- Records to process -
==========

pub mod analysis;
pub mod config;
pub mod error;
pub mod log;
pub mod pipeline;
pub mod render;

pub use config::Config;
pub use error::{Error, Result};
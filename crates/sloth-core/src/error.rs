use std::path::PathBuf;
use thiserror::Error;

#[derive(Error, Debug)]
pub enum Error {
    #[error("Failed to access {}: {source}", path.display())]
    Io {
        path: PathBuf,
        #[source]
        source: std::io::Error,
    },

    #[error("No access log found in {}", dir.display())]
    NoLogFound { dir: PathBuf },

    #[error(
        "Too many unparsed lines in {}: {failed} of {total} failed (threshold {threshold})",
        path.display()
    )]
    ParseFailureRatioExceeded {
        path: PathBuf,
        failed: u64,
        total: u64,
        threshold: f64,
    },

    #[error("Failed to parse configuration: {0}")]
    Config(#[from] serde_json::Error),

    #[error("Invalid configuration: {0}")]
    InvalidConfig(String),

    #[error("Failed to serialize report rows: {0}")]
    Serialize(#[source] serde_json::Error),

    #[error("Invalid report template: {0}")]
    InvalidTemplate(String),

    #[error("Pipeline cannot {action} while {state}")]
    InvalidState { action: &'static str, state: String },
}

impl Error {
    pub(crate) fn io(path: impl Into<PathBuf>, source: std::io::Error) -> Self {
        Error::Io {
            path: path.into(),
            source,
        }
    }
}

pub type Result<T> = std::result::Result<T, Error>;
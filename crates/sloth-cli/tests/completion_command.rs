use assert_cmd::Command;
use predicates::prelude::*;
use std::path::PathBuf;

#[allow(deprecated)]
fn get_sloth_bin() -> PathBuf {
    assert_cmd::cargo::cargo_bin("sloth")
}

#[test]
fn test_completion_bash_generates_script() {
    let mut cmd = Command::new(get_sloth_bin());
    cmd.arg("completion").arg("--shell").arg("bash");

    cmd.assert()
        .success()
        .stdout(predicate::str::contains("_sloth()"))
        .stdout(predicate::str::contains("complete -F _sloth"));
}

#[test]
fn test_completion_zsh_generates_script() {
    let mut cmd = Command::new(get_sloth_bin());
    cmd.arg("completion").arg("--shell").arg("zsh");

    cmd.assert()
        .success()
        .stdout(predicate::str::contains("#compdef sloth"));
}

#[test]
fn test_completion_invalid_shell() {
    let mut cmd = Command::new(get_sloth_bin());
    cmd.arg("completion").arg("--shell").arg("invalid-shell");

    cmd.assert()
        .failure()
        .stderr(predicate::str::contains("invalid value"));
}

#[test]
fn test_completion_requires_shell_flag() {
    let mut cmd = Command::new(get_sloth_bin());
    cmd.arg("completion");

    cmd.assert()
        .failure()
        .stderr(predicate::str::contains("required"));
}

#[test]
fn test_completion_appears_in_main_help() {
    let mut cmd = Command::new(get_sloth_bin());
    cmd.arg("--help");

    cmd.assert()
        .success()
        .stdout(predicate::str::contains("completion"))
        .stdout(predicate::str::contains("Generate shell completion"));
}
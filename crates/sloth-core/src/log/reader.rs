use super::locator::LogFileRef;
use crate::{Error, Result};
use flate2::read::GzDecoder;
use std::fs::File;
use std::io::{BufRead, BufReader};
use std::path::PathBuf;

pub struct LogReader;

impl LogReader {
    /// Open a log file as a stream of lines, decompressing gzip on the fly.
    ///
    /// The file handle is owned by the returned iterator and closed when it
    /// is dropped.
    pub fn open(log_file: &LogFileRef) -> Result<LogLines> {
        tracing::debug!(
            "Opening {} (compressed: {})",
            log_file.path.display(),
            log_file.compressed
        );

        let file = File::open(&log_file.path).map_err(|e| Error::io(&log_file.path, e))?;
        let inner: Box<dyn BufRead> = if log_file.compressed {
            Box::new(BufReader::new(GzDecoder::new(file)))
        } else {
            Box::new(BufReader::new(file))
        };

        Ok(LogLines {
            path: log_file.path.clone(),
            inner,
            buf: Vec::new(),
        })
    }
}

/// Line iterator over a plain or decompressed log.
///
/// Invalid UTF-8 is replaced rather than treated as an error; the line
/// parser decides whether the result is usable.
pub struct LogLines {
    path: PathBuf,
    inner: Box<dyn BufRead>,
    buf: Vec<u8>,
}

impl Iterator for LogLines {
    type Item = Result<String>;

    fn next(&mut self) -> Option<Self::Item> {
        self.buf.clear();
        match self.inner.read_until(b'\n', &mut self.buf) {
            Ok(0) => None,
            Ok(_) => {
                if self.buf.ends_with(b"\n") {
                    self.buf.pop();
                    if self.buf.ends_with(b"\r") {
                        self.buf.pop();
                    }
                }
                Some(Ok(String::from_utf8_lossy(&self.buf).into_owned()))
            }
            Err(e) => Some(Err(Error::io(&self.path, e))),
        }
    }
}
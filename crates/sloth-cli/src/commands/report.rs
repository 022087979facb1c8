use anyhow::{Context, Result};
use sloth_core::Config;
use sloth_core::pipeline::Pipeline;
use sloth_core::render::ReportRenderer;
use std::path::PathBuf;

/// What a `report` run ended with
#[derive(Debug, Clone, PartialEq, Eq)]
pub enum ReportStatus {
    Written(PathBuf),
    AlreadyExists(PathBuf),
}

/// Analyze the latest log and write its HTML report.
///
/// A report that already exists for the log date is left untouched unless
/// `force` is set, so repeated runs are cheap.
pub fn generate_report(config: &Config, force: bool) -> Result<ReportStatus> {
    let renderer = ReportRenderer::from_config(config).context("Failed to load report template")?;
    let mut pipeline = Pipeline::new(config)?;

    let log_file = pipeline.locate()?;
    let report_path = ReportRenderer::report_path(&config.report_dir, log_file.date);
    if report_path.exists() && !force {
        return Ok(ReportStatus::AlreadyExists(report_path));
    }

    let outcome = pipeline
        .process(log_file)
        .context("Failed to analyze access log")?;

    let path = renderer
        .write(&outcome.rows, &config.report_dir, outcome.log_file.date)
        .context("Failed to write report")?;

    Ok(ReportStatus::Written(path))
}

pub fn execute(config: &Config, force: bool) -> Result<()> {
    tracing::info!("Looking for access logs in: {}", config.log_dir.display());

    match generate_report(config, force)? {
        ReportStatus::Written(path) => {
            tracing::info!("Report generated: {}", path.display());
            println!("{}", path.display());
        }
        ReportStatus::AlreadyExists(path) => {
            tracing::info!(
                "Report {} already exists, use --force to regenerate",
                path.display()
            );
        }
    }

    Ok(())
}
use crate::analysis::{FinalizedStats, ReportBuilder, ReportRow, StatsAggregator};
use crate::config::Config;
use crate::log::{LineParser, LogFileRef, LogLocator, LogReader};
use crate::{Error, Result};
use std::fmt;
use std::path::Path;

/// Stages of a single analysis run
#[derive(Debug, Clone, Copy, PartialEq, Eq)]
pub enum PipelineState {
    Idle,
    Located,
    Parsing,
    Aggregated,
    Reported,
    Done,
}

impl fmt::Display for PipelineState {
    fn fmt(&self, f: &mut fmt::Formatter<'_>) -> fmt::Result {
        let name = match self {
            PipelineState::Idle => "idle",
            PipelineState::Located => "located",
            PipelineState::Parsing => "parsing",
            PipelineState::Aggregated => "aggregated",
            PipelineState::Reported => "reported",
            PipelineState::Done => "done",
        };
        f.write_str(name)
    }
}

/// Result of a successful run
#[derive(Debug, Clone)]
pub struct PipelineOutcome {
    pub log_file: LogFileRef,
    pub stats: FinalizedStats,
    pub rows: Vec<ReportRow>,
}

/// Drives locate -> parse -> aggregate -> report for one log file.
///
/// A failed run stops in the state it had reached: `Idle` when no log was
/// found, `Parsing` when reading failed or too many lines were unparsable.
/// Partial aggregates of failed runs are dropped.
pub struct Pipeline {
    locator: LogLocator,
    parser: LineParser,
    builder: ReportBuilder,
    error_threshold: f64,
    state: PipelineState,
}

impl Pipeline {
    pub fn new(config: &Config) -> Result<Self> {
        config.validate()?;

        Ok(Self {
            locator: LogLocator::from_config(config)?,
            parser: LineParser,
            builder: ReportBuilder::from_config(config),
            error_threshold: config.error_threshold,
            state: PipelineState::Idle,
        })
    }

    pub fn state(&self) -> PipelineState {
        self.state
    }

    /// Locate the latest log and process it
    pub fn run(&mut self) -> Result<PipelineOutcome> {
        let log_file = self.locate()?;
        self.process(log_file)
    }

    /// Find the log to analyze; the run stays `Idle` if there is none
    pub fn locate(&mut self) -> Result<LogFileRef> {
        self.state = PipelineState::Idle;

        let log_file = self.locator.locate()?;
        self.advance(PipelineState::Located);
        Ok(log_file)
    }

    /// Parse, aggregate and rank a located log file.
    ///
    /// Only valid right after a successful [`Pipeline::locate`].
    pub fn process(&mut self, log_file: LogFileRef) -> Result<PipelineOutcome> {
        if self.state != PipelineState::Located {
            return Err(Error::InvalidState {
                action: "process a log",
                state: self.state.to_string(),
            });
        }

        self.advance(PipelineState::Parsing);
        let lines = LogReader::open(&log_file)?;
        let stats = aggregate_lines(lines, &self.parser, self.error_threshold, &log_file.path)?;
        self.advance(PipelineState::Aggregated);

        let rows = self.builder.build(&stats);
        self.advance(PipelineState::Reported);

        self.advance(PipelineState::Done);
        Ok(PipelineOutcome {
            log_file,
            stats,
            rows,
        })
    }

    fn advance(&mut self, next: PipelineState) {
        tracing::debug!("Pipeline state: {} -> {}", self.state, next);
        self.state = next;
    }
}

/// Feed every line through the parser and aggregator, then apply the
/// parse-failure gate.
///
/// The whole stream is consumed before the failure ratio is judged. A read
/// error or a ratio above `error_threshold` discards the partial aggregate.
pub fn aggregate_lines<I>(
    lines: I,
    parser: &LineParser,
    error_threshold: f64,
    path: &Path,
) -> Result<FinalizedStats>
where
    I: IntoIterator<Item = Result<String>>,
{
    let mut aggregator = StatsAggregator::new();

    for line in lines {
        let line = line?;
        match parser.parse(&line) {
            Ok(record) => aggregator.ingest(record),
            Err(e) => {
                tracing::debug!("Skipping unparsable line ({}): {}", e, line);
                aggregator.record_failure();
            }
        }
    }

    let counts = aggregator.line_counts();
    let ratio = counts.failure_ratio();
    if ratio > error_threshold {
        tracing::error!(
            "{} of {} lines in {} failed to parse ({:.1}% > {:.1}%)",
            counts.failed_lines,
            counts.total_lines,
            path.display(),
            ratio * 100.0,
            error_threshold * 100.0
        );
        return Err(Error::ParseFailureRatioExceeded {
            path: path.to_path_buf(),
            failed: counts.failed_lines,
            total: counts.total_lines,
            threshold: error_threshold,
        });
    }

    if counts.failed_lines > 0 {
        tracing::warn!(
            "{} of {} lines in {} could not be parsed",
            counts.failed_lines,
            counts.total_lines,
            path.display()
        );
    }

    Ok(aggregator.finalize())
}
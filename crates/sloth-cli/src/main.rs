use anyhow::{Context, Result};
use clap::{CommandFactory, Parser, Subcommand};
use clap_complete::Shell;
use sloth_cli::{OutputFormat, commands, load_config};
use sloth_core::Config;
use std::fs::{self, OpenOptions};
use std::path::{Path, PathBuf};
use std::process::ExitCode;
use std::sync::Mutex;

#[derive(Parser)]
#[command(name = "sloth")]
#[command(author, version, about, long_about = None)]
#[command(
    about = "Find the slowest endpoints in nginx access logs",
    long_about = "Sloth picks the most recent nginx access log (plain or gzipped), \
                  aggregates request times per URL and reports the endpoints that \
                  consume the most total time."
)]
struct Cli {
    #[command(subcommand)]
    command: Commands,

    /// Path to the JSON configuration file [default: config.json if present]
    #[arg(short, long, global = true, value_name = "FILE")]
    config: Option<PathBuf>,

    /// Directory with access logs (overrides LOG_DIR)
    #[arg(long, global = true, value_name = "DIR", env = "SLOTH_LOG_DIR")]
    log_dir: Option<PathBuf>,

    /// Enable verbose logging
    #[arg(short, long, global = true)]
    verbose: bool,

    /// Output format
    #[arg(short, long, global = true, value_enum, default_value_t = OutputFormat::Pretty)]
    format: OutputFormat,
}

#[derive(Subcommand)]
enum Commands {
    /// Analyze the latest log and write the HTML report
    Report {
        /// Overwrite a report that already exists for the log date
        #[arg(long)]
        force: bool,
    },

    /// Analyze the latest log and print the slowest endpoints
    Top {
        /// Number of endpoints to show (overrides REPORT_SIZE)
        #[arg(short = 'n', long)]
        limit: Option<usize>,
    },

    /// Show which log file would be analyzed
    Locate,

    /// Generate shell completion scripts
    Completion {
        /// Shell to generate completions for
        #[arg(long, value_enum)]
        shell: Shell,
    },
}

fn main() -> ExitCode {
    let cli = Cli::parse();

    if let Commands::Completion { shell } = cli.command {
        return exit_code(commands::completion::execute(shell, &mut Cli::command()), true);
    }

    let config = load_config(cli.config.as_deref(), cli.log_dir.clone());
    let log_files_dir = config
        .as_ref()
        .ok()
        .and_then(|config| config.log_files_dir.clone());

    if let Err(e) = init_logging(cli.verbose, log_files_dir.as_deref()) {
        eprintln!("Error: {e:#}");
        return ExitCode::FAILURE;
    }

    let result = config.and_then(|config| {
        tracing::debug!("Configuration: {:?}", config);
        execute(cli.command, &config, cli.format)
    });
    exit_code(result, log_files_dir.is_some())
}

fn execute(command: Commands, config: &Config, format: OutputFormat) -> Result<()> {
    match command {
        Commands::Report { force } => commands::report::execute(config, force),
        Commands::Top { limit } => commands::top::execute(config, limit, format),
        Commands::Locate => commands::locate::execute(config, format),
        Commands::Completion { .. } => Ok(()),
    }
}

/// Log a fatal error; `echo` also prints it when logs do not reach the terminal
fn exit_code(result: Result<()>, echo: bool) -> ExitCode {
    match result {
        Ok(()) => ExitCode::SUCCESS,
        Err(e) => {
            tracing::error!("{:#}", e);
            if echo {
                eprintln!("Error: {e:#}");
            }
            ExitCode::FAILURE
        }
    }
}

fn init_logging(verbose: bool, log_files_dir: Option<&Path>) -> Result<()> {
    use tracing_subscriber::EnvFilter;

    let filter = EnvFilter::try_from_default_env().unwrap_or_else(|_| {
        if verbose {
            EnvFilter::new("sloth=debug,sloth_cli=debug,sloth_core=debug")
        } else {
            EnvFilter::new("sloth=info,sloth_cli=info,sloth_core=info")
        }
    });

    match log_files_dir {
        Some(dir) => {
            fs::create_dir_all(dir)
                .with_context(|| format!("Failed to create log directory {}", dir.display()))?;
            let path = dir.join(format!(
                "log_file_{}.txt",
                chrono::Local::now().format("%Y-%m-%d")
            ));
            let file = OpenOptions::new()
                .create(true)
                .append(true)
                .open(&path)
                .with_context(|| format!("Failed to open log file {}", path.display()))?;

            tracing_subscriber::fmt()
                .with_env_filter(filter)
                .with_target(false)
                .with_ansi(false)
                .with_writer(Mutex::new(file))
                .init();
        }
        None => {
            tracing_subscriber::fmt()
                .with_env_filter(filter)
                .with_target(false)
                .without_time()
                .with_writer(std::io::stderr)
                .init();
        }
    }

    Ok(())
}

==========

- Task to complete -
Your answer should be the lines above from the one containing "single analysis run" through the one containing "#[derive(Debug, Clone)]", copied exactly and with both ends kept.

- Response box -
/// Stages of a single analysis run
#[derive(Debug, Clone, Copy, PartialEq, Eq)]
pub enum PipelineState {
    Idle,
    Located,
    Parsing,
    Aggregated,
    Reported,
    Done,
}

impl fmt::Display for PipelineState {
    fn fmt(&self, f: &mut fmt::Formatter<'_>) -> fmt::Result {
        let name = match self {
            PipelineState::Idle => "idle",
            PipelineState::Located => "located",
            PipelineState::Parsing => "parsing",
            PipelineState::Aggregated => "aggregated",
            PipelineState::Reported => "reported",
            PipelineState::Done => "done",
        };
        f.write_str(name)
    }
}

/// Result of a successful run
#[derive(Debug, Clone)]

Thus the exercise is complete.